◆ Exercise objective
Below are entries; work out how many of their lines hold "contains", giving only that number.

Provided records START

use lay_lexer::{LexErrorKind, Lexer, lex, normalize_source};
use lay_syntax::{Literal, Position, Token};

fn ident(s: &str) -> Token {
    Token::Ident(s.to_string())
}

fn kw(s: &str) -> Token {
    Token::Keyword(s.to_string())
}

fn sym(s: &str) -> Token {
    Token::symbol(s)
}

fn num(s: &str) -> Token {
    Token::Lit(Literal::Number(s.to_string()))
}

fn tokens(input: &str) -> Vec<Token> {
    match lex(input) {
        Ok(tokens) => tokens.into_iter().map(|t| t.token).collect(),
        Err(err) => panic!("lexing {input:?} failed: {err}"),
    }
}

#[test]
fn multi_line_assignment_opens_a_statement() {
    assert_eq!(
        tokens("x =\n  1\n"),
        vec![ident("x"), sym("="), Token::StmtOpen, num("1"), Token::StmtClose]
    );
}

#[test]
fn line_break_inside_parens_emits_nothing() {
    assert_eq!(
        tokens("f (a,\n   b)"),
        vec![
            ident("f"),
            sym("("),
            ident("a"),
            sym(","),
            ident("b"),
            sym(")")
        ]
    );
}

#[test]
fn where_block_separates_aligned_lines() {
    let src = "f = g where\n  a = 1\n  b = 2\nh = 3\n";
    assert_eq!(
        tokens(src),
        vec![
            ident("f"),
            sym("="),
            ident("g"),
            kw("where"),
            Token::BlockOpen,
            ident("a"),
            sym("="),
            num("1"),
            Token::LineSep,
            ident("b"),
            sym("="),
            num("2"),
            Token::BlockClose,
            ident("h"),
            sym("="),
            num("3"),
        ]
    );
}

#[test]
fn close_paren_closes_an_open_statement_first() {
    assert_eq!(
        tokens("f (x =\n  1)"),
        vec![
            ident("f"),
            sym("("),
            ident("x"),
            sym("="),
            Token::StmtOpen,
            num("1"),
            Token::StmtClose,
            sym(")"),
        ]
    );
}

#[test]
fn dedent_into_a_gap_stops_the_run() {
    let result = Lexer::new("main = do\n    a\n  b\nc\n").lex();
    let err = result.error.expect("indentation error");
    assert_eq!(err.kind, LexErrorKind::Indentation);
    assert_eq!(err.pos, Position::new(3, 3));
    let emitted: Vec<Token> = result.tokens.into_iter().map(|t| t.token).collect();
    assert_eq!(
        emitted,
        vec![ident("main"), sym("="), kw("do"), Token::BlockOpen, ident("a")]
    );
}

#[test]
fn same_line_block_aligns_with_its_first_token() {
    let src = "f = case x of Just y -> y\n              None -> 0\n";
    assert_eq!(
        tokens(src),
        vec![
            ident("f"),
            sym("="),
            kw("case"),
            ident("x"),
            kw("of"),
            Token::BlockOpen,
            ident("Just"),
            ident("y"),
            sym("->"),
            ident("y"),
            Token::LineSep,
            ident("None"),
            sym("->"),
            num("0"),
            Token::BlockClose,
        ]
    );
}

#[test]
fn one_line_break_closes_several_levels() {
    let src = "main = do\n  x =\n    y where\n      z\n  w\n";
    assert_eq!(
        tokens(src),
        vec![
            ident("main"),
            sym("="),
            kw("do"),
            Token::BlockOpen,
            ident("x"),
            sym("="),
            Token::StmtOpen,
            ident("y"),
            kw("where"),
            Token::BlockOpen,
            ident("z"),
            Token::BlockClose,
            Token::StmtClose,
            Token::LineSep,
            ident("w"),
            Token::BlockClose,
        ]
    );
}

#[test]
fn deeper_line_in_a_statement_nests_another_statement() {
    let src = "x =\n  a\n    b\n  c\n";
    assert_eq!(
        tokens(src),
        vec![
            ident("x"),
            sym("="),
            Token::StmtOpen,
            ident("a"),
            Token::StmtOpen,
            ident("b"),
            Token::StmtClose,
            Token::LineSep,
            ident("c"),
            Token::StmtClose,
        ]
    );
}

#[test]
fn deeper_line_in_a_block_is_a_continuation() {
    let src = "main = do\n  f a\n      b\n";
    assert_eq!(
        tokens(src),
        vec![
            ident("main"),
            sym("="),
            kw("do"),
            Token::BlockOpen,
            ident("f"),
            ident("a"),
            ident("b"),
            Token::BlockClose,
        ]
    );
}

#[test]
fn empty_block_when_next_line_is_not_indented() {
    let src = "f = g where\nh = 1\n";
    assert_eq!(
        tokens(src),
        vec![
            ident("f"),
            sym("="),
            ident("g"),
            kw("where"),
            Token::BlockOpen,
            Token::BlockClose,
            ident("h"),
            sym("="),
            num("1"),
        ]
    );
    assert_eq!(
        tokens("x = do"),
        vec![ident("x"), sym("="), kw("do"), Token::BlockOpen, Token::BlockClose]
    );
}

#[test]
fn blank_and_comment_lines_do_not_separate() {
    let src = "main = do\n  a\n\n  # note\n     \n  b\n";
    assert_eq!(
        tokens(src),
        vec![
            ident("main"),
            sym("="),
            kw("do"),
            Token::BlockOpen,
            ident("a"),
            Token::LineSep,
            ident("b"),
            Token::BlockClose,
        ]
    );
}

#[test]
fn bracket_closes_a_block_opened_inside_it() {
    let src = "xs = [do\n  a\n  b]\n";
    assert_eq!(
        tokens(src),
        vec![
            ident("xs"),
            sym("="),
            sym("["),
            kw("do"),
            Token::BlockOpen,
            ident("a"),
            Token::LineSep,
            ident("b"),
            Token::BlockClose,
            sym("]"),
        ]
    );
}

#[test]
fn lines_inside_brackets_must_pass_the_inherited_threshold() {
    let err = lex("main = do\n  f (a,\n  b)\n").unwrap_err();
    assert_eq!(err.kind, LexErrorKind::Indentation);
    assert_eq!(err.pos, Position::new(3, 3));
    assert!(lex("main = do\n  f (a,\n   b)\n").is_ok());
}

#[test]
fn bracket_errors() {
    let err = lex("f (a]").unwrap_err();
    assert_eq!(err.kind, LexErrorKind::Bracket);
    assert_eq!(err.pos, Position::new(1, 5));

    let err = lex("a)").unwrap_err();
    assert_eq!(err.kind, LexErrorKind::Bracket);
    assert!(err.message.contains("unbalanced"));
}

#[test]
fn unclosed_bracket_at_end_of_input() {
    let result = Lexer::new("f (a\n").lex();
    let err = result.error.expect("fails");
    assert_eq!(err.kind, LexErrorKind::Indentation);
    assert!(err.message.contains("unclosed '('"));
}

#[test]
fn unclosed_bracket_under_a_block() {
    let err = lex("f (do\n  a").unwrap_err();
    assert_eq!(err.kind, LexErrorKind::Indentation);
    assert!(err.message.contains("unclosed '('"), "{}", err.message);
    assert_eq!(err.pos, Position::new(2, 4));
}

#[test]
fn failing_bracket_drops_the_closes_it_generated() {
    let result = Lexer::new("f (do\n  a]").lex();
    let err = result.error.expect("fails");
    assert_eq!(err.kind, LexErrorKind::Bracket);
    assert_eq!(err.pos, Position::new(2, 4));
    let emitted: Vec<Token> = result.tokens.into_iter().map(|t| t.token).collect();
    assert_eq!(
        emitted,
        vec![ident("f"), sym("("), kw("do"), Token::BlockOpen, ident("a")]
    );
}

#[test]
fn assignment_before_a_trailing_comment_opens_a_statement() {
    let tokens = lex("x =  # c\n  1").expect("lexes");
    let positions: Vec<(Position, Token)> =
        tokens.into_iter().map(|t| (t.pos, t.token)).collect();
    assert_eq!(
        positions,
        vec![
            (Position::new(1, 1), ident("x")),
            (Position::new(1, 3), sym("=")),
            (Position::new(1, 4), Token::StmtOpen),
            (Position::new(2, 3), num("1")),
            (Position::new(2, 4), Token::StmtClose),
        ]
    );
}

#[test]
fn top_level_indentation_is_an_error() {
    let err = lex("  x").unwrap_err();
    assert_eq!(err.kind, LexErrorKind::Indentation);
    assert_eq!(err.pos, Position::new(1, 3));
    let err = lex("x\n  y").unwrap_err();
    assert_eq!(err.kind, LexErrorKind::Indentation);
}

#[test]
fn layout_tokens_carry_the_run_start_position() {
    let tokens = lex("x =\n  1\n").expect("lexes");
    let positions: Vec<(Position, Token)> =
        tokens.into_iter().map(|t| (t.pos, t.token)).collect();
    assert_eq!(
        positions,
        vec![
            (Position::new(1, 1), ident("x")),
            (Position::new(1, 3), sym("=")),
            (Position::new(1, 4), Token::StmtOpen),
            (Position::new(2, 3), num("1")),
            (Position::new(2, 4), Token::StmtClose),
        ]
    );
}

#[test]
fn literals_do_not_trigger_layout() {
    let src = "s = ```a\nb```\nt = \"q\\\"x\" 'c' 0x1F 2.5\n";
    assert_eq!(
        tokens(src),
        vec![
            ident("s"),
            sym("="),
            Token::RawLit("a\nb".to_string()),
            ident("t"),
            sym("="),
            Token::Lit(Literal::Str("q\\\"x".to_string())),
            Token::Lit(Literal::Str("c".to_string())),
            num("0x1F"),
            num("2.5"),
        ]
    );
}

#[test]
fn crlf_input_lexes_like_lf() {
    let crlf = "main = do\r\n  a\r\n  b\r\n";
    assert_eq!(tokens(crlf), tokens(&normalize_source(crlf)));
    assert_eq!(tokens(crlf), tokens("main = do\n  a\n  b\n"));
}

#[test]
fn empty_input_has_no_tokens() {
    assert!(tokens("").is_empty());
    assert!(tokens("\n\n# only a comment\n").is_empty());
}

Provided records END

◆ Task output
3